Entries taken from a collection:
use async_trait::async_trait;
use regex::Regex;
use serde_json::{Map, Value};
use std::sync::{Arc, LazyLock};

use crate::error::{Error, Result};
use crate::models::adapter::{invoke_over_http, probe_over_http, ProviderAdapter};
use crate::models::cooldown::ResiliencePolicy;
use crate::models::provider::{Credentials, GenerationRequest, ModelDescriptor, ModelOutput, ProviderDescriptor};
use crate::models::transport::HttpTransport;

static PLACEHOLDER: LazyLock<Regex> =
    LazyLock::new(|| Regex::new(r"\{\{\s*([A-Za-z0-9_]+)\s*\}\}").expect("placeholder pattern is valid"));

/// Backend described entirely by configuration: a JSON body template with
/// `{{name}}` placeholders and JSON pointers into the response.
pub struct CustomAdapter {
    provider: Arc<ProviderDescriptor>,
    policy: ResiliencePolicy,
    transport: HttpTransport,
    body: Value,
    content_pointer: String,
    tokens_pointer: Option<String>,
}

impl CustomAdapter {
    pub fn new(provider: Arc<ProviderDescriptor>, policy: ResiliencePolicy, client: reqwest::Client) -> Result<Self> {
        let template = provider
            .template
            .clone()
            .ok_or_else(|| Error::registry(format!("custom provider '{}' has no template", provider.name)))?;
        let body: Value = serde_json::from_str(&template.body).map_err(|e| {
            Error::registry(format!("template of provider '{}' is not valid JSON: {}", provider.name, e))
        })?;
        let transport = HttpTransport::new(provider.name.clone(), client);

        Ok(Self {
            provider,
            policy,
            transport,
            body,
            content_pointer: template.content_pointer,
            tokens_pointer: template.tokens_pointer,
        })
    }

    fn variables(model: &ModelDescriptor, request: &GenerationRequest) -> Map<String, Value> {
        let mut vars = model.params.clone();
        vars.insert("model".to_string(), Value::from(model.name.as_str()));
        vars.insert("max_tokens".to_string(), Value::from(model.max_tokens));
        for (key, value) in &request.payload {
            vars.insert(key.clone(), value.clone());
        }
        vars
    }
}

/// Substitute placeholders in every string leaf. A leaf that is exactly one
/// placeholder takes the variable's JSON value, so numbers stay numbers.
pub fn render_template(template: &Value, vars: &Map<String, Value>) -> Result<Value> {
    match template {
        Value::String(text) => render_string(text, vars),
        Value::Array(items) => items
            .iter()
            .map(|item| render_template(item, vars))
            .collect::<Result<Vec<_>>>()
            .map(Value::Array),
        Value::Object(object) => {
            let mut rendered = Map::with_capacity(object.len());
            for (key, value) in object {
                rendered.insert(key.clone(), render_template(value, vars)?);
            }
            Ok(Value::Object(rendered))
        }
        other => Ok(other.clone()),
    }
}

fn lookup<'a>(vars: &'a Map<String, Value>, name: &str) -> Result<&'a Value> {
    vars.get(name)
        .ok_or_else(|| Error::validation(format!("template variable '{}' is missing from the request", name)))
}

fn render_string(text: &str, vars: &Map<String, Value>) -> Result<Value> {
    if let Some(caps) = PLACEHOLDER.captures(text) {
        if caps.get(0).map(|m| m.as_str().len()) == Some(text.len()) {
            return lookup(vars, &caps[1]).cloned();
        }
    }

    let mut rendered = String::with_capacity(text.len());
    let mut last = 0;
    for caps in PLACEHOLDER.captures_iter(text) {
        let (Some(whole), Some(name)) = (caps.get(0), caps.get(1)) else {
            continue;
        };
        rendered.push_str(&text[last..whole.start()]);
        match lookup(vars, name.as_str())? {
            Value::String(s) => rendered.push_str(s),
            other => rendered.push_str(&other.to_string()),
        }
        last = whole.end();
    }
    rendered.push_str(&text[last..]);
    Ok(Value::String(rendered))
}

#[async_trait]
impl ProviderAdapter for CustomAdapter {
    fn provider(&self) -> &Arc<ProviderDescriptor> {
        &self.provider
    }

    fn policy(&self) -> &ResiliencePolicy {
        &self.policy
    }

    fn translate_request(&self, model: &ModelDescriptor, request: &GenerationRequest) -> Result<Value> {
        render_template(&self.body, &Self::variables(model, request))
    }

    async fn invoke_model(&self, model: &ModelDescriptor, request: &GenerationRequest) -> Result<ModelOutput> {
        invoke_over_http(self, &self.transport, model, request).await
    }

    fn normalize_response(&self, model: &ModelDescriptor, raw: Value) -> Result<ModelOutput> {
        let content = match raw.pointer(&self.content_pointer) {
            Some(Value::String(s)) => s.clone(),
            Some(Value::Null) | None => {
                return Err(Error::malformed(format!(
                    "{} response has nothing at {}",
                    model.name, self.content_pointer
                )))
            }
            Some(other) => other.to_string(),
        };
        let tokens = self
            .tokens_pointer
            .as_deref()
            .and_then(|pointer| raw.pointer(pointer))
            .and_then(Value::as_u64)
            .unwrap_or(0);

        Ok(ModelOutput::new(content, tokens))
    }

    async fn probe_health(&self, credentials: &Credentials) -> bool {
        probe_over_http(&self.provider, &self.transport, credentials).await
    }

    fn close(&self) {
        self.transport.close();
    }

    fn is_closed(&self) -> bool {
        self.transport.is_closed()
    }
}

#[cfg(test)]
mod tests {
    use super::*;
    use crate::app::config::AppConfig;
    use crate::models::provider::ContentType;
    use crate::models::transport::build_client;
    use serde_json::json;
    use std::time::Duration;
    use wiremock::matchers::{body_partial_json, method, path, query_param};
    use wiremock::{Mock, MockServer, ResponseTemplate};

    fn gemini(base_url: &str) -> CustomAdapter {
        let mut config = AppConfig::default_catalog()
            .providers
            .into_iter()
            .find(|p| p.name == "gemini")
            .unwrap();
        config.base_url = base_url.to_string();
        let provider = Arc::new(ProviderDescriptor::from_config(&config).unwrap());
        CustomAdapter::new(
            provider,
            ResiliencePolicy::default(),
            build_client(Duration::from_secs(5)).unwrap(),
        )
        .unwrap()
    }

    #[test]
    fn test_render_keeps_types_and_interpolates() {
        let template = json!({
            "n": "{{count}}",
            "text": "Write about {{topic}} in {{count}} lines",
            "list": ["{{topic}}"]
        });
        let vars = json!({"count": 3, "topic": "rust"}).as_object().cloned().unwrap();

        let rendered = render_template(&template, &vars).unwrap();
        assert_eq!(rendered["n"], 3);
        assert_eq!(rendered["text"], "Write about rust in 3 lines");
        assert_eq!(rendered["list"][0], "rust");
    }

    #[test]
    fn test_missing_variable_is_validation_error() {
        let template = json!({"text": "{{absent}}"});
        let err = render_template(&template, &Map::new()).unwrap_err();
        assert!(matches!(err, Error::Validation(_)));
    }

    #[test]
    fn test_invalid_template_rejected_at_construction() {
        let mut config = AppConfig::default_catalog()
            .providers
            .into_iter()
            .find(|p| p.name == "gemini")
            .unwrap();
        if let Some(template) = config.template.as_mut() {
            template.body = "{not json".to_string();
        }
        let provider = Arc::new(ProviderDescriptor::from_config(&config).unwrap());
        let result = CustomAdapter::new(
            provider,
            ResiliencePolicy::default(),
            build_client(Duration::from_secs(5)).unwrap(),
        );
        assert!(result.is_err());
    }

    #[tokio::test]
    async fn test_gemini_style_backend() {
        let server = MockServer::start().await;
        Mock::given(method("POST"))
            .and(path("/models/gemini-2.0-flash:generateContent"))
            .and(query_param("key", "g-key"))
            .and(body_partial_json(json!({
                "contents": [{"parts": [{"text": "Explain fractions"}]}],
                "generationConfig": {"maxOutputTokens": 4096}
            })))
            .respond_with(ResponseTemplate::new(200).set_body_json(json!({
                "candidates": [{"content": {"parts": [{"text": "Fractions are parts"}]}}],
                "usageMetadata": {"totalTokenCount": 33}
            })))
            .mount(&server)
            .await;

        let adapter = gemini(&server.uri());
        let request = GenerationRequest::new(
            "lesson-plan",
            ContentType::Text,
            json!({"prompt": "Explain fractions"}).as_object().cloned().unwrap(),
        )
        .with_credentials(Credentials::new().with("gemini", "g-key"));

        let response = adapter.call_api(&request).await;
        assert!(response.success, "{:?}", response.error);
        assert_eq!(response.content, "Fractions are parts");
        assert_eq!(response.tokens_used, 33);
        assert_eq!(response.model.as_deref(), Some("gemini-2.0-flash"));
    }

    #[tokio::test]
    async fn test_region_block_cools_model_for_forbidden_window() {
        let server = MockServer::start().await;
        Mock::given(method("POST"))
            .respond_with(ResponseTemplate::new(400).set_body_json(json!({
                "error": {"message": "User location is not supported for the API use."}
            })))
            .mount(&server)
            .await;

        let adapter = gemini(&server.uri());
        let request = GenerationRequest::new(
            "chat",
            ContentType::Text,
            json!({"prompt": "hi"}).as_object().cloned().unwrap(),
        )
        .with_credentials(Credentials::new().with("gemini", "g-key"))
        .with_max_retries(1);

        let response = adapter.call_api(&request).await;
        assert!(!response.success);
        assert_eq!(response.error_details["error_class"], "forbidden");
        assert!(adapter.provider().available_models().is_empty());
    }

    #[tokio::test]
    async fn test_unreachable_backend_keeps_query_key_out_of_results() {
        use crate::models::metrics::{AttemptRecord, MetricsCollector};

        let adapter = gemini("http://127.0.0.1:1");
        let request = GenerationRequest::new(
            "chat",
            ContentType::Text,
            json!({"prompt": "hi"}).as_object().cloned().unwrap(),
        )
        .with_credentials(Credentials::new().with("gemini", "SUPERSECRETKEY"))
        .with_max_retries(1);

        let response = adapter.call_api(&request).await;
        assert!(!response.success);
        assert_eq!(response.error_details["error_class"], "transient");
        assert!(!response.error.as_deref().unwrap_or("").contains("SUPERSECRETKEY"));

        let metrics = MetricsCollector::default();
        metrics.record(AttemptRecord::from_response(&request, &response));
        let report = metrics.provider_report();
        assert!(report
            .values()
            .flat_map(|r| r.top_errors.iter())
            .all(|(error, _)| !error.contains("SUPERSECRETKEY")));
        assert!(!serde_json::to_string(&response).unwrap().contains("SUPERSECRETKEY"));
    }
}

#### WHAT THE TASK ASKS:
Would you set down, word for word, the lines from the opening of the entries above through the line with "pub struct CustomAdapter", both included, and no others?

#### SOLUTION TO THE EXERCISE:
use async_trait::async_trait;
use regex::Regex;
use serde_json::{Map, Value};
use std::sync::{Arc, LazyLock};

use crate::error::{Error, Result};
use crate::models::adapter::{invoke_over_http, probe_over_http, ProviderAdapter};
use crate::models::cooldown::ResiliencePolicy;
use crate::models::provider::{Credentials, GenerationRequest, ModelDescriptor, ModelOutput, ProviderDescriptor};
use crate::models::transport::HttpTransport;

static PLACEHOLDER: LazyLock<Regex> =
    LazyLock::new(|| Regex::new(r"\{\{\s*([A-Za-z0-9_]+)\s*\}\}").expect("placeholder pattern is valid"));

/// Backend described entirely by configuration: a JSON body template with
/// `{{name}}` placeholders and JSON pointers into the response.
pub struct CustomAdapter {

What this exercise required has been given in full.